(Exercise prompt): When a line of the entries contains "opaque", please list that line.

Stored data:
━━━━━━━━━━━━━━━━

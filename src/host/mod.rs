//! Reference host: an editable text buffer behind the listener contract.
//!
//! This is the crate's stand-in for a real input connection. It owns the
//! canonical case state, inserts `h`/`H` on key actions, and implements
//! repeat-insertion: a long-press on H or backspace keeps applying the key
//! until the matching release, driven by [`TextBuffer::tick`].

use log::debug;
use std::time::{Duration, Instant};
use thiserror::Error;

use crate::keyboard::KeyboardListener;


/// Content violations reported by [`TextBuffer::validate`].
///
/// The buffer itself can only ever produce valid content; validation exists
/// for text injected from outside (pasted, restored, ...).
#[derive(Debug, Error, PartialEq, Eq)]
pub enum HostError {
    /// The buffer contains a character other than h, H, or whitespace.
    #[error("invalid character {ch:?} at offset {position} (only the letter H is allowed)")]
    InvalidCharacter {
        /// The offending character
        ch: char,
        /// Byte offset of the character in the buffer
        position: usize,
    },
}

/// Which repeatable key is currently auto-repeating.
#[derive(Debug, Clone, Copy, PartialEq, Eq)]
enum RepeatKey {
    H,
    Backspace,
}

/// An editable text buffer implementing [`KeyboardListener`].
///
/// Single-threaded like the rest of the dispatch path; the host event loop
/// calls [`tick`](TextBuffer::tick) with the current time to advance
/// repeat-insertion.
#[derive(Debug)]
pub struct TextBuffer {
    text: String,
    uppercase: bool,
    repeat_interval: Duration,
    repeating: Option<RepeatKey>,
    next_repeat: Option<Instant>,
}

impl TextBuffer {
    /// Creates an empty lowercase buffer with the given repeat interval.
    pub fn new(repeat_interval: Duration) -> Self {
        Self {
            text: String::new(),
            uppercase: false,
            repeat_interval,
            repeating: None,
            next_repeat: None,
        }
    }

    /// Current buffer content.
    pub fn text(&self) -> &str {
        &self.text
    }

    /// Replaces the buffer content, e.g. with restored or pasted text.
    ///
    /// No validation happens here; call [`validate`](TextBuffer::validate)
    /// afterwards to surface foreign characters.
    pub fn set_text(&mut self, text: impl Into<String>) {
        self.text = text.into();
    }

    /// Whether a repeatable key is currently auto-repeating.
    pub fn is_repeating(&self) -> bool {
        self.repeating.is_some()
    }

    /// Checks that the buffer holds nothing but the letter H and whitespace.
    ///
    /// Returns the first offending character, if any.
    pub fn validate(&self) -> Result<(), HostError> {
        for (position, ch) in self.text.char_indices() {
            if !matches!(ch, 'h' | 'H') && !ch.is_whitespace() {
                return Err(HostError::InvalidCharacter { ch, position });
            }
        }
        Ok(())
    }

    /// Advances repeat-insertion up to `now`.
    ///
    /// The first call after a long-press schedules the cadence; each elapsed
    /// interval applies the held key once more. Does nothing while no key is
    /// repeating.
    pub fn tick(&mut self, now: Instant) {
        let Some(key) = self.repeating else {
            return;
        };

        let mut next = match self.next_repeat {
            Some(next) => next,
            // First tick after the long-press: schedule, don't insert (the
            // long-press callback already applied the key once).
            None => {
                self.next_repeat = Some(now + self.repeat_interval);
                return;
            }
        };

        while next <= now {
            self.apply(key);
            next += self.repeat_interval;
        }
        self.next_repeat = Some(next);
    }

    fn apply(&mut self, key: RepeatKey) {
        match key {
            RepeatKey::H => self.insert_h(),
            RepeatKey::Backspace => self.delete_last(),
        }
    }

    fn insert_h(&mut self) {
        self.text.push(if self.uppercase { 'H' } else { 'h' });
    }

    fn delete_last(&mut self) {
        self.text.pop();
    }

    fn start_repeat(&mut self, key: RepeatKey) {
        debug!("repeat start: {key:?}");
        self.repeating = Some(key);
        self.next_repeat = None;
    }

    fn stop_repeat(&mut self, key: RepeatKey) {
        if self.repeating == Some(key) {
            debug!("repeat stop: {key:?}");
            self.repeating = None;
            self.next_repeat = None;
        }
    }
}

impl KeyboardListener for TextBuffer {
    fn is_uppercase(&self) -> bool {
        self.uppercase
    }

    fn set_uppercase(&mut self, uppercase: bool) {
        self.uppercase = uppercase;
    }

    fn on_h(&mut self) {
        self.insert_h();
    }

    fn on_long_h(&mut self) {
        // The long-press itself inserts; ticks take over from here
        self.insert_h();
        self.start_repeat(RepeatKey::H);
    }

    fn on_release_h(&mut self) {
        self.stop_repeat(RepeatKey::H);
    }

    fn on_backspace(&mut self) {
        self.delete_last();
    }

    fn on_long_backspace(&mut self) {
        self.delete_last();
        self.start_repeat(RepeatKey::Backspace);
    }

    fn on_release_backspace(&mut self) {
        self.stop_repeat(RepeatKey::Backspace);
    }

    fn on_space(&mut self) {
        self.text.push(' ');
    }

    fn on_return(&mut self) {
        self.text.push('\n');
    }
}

━━━━━━━━━━━━━━━━

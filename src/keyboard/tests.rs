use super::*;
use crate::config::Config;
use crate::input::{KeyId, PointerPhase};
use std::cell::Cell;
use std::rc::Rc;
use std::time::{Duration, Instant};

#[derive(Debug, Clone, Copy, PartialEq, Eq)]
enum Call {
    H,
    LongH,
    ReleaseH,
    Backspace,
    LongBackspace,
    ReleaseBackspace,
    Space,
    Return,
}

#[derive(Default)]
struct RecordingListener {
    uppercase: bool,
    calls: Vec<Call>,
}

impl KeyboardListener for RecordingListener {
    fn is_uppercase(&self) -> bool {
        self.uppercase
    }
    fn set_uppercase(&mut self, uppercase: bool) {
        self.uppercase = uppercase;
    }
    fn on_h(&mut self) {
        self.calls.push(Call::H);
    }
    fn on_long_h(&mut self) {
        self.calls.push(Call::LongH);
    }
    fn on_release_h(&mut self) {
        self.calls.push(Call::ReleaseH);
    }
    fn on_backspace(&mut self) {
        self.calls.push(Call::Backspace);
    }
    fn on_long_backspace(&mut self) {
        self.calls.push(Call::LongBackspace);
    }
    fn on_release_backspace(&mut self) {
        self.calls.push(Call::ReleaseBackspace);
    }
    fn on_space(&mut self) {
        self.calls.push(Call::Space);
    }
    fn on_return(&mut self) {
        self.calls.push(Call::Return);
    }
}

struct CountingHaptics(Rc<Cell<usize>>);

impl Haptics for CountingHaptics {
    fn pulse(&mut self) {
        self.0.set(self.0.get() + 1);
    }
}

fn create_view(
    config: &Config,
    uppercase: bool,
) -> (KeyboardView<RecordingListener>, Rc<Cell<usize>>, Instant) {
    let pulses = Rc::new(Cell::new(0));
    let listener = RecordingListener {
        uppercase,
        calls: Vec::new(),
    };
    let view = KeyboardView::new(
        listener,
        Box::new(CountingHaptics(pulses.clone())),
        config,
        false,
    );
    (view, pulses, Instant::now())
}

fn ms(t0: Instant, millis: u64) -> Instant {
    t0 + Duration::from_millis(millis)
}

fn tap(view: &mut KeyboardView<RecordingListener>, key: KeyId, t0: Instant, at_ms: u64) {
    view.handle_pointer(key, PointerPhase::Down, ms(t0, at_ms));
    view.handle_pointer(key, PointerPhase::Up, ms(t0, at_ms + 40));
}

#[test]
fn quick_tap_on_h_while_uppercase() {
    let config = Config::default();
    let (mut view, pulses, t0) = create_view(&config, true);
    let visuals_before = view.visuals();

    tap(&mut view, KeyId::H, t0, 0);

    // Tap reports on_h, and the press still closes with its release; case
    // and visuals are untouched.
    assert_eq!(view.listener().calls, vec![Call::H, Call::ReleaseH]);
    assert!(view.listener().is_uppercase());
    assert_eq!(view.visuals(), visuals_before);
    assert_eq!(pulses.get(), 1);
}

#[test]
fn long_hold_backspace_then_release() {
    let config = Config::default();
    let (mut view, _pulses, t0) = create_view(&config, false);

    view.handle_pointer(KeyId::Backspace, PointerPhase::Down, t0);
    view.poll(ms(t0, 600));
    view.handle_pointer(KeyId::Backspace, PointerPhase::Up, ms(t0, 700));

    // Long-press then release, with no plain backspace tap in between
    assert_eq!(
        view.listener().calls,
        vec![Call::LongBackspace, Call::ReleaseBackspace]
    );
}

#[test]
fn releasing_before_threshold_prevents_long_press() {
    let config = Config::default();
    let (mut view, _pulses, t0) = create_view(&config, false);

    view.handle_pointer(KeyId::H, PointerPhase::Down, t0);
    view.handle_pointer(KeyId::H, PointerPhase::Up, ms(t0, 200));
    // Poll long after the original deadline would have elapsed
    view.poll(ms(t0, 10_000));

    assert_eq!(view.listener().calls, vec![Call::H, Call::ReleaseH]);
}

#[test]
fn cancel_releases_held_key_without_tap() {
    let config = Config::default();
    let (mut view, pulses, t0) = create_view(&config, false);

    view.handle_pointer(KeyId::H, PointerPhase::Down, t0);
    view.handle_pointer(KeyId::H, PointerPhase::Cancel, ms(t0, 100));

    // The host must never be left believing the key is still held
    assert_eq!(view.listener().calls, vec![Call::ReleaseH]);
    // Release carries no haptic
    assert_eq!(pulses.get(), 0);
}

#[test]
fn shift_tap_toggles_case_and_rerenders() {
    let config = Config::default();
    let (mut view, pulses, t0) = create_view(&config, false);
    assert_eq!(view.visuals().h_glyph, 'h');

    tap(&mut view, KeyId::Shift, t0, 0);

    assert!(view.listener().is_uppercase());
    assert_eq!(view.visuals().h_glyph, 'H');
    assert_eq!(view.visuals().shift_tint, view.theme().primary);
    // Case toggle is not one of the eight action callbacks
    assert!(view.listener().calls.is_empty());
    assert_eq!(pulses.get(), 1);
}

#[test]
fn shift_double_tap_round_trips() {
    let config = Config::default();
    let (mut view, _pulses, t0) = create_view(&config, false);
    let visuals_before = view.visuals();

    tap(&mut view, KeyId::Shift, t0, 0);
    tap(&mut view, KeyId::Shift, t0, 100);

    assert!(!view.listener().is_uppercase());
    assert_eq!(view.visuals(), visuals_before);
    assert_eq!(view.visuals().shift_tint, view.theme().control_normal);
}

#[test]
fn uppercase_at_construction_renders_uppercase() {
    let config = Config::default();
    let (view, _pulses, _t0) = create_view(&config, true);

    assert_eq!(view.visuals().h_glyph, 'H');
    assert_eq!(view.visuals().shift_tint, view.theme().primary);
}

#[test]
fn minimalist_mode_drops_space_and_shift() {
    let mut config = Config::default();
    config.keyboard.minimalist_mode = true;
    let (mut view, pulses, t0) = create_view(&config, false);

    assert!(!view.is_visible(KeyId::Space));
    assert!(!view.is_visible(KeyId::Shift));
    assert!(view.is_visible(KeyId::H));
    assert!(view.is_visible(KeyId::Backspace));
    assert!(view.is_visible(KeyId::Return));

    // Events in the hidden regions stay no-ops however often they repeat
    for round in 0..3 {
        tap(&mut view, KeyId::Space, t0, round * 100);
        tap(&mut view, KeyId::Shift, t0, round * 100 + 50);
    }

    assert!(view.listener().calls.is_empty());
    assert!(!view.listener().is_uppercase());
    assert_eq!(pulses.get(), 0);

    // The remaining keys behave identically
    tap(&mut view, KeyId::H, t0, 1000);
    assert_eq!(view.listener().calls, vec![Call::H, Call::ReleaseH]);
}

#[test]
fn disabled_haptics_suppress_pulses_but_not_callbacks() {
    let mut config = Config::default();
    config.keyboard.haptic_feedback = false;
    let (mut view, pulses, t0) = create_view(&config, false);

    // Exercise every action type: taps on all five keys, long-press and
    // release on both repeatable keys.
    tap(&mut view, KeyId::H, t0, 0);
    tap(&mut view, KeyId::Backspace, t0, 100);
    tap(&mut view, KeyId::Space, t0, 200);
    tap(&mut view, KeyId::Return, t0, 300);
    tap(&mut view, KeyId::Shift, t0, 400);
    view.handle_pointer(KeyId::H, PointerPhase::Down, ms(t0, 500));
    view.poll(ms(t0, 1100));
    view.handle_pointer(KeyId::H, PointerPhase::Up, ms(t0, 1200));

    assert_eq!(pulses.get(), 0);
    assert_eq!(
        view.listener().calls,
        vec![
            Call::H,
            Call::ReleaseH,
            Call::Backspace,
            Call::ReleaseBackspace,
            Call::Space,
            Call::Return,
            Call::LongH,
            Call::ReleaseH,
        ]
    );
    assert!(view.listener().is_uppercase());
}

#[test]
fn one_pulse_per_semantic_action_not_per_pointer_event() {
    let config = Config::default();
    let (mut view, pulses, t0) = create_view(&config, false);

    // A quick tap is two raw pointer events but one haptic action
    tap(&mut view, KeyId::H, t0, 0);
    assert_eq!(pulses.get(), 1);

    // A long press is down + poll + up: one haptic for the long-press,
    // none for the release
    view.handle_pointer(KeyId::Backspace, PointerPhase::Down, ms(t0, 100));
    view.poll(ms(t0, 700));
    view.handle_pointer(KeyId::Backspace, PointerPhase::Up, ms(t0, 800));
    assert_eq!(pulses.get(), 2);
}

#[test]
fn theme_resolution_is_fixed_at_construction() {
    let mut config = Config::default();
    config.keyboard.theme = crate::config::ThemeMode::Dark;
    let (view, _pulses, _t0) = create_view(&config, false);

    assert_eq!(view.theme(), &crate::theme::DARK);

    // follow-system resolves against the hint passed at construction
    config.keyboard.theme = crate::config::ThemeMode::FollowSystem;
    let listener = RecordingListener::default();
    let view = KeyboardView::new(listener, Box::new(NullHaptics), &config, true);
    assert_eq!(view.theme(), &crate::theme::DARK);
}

━━━━━━━━━━━━━━━━

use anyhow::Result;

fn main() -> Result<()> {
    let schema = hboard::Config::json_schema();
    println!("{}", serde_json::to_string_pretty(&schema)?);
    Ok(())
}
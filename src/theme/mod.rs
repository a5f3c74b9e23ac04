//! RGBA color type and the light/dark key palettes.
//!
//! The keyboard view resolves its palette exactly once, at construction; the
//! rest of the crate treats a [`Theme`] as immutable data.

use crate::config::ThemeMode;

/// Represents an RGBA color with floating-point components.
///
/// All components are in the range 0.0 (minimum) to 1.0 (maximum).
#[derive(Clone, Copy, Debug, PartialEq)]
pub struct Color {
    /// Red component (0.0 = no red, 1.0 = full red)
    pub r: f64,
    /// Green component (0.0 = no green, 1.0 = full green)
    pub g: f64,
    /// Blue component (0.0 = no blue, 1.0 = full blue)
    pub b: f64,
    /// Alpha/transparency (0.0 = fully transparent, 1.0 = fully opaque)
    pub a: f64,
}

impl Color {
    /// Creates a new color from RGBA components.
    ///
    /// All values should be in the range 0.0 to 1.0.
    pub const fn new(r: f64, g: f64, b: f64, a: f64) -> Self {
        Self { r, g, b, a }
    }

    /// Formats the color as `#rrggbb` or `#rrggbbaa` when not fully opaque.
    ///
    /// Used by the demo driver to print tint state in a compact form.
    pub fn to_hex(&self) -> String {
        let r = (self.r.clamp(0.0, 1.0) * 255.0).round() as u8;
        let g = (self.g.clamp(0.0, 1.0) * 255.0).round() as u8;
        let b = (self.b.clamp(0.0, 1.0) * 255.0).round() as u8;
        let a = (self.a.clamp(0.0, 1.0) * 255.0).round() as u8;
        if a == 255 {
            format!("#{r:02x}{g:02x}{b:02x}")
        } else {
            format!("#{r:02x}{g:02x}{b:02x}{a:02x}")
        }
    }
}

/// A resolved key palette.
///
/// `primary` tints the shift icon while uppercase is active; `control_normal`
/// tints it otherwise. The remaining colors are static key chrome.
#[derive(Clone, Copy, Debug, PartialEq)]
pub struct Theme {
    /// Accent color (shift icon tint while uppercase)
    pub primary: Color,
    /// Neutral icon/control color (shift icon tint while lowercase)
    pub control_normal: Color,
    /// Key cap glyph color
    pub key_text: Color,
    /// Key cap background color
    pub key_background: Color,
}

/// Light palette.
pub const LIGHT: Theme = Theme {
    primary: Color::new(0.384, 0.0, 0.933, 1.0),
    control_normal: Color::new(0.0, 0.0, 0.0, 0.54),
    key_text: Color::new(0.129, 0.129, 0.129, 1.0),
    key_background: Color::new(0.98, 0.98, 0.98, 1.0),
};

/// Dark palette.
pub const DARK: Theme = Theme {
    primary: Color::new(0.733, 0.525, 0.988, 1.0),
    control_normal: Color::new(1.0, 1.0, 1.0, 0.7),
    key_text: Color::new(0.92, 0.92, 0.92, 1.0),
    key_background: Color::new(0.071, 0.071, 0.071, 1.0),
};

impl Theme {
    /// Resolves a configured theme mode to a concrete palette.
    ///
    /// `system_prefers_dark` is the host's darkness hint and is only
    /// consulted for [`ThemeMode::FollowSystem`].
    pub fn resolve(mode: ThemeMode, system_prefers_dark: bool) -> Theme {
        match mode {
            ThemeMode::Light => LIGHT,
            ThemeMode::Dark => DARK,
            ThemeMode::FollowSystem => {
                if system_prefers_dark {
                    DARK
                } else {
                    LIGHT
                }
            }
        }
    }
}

━━━━━━━━━━━━━━━━

(Answer box):
    /// Alpha/transparency (0.0 = fully transparent, 1.0 = fully opaque)
    /// Formats the color as `#rrggbb` or `#rrggbbaa` when not fully opaque.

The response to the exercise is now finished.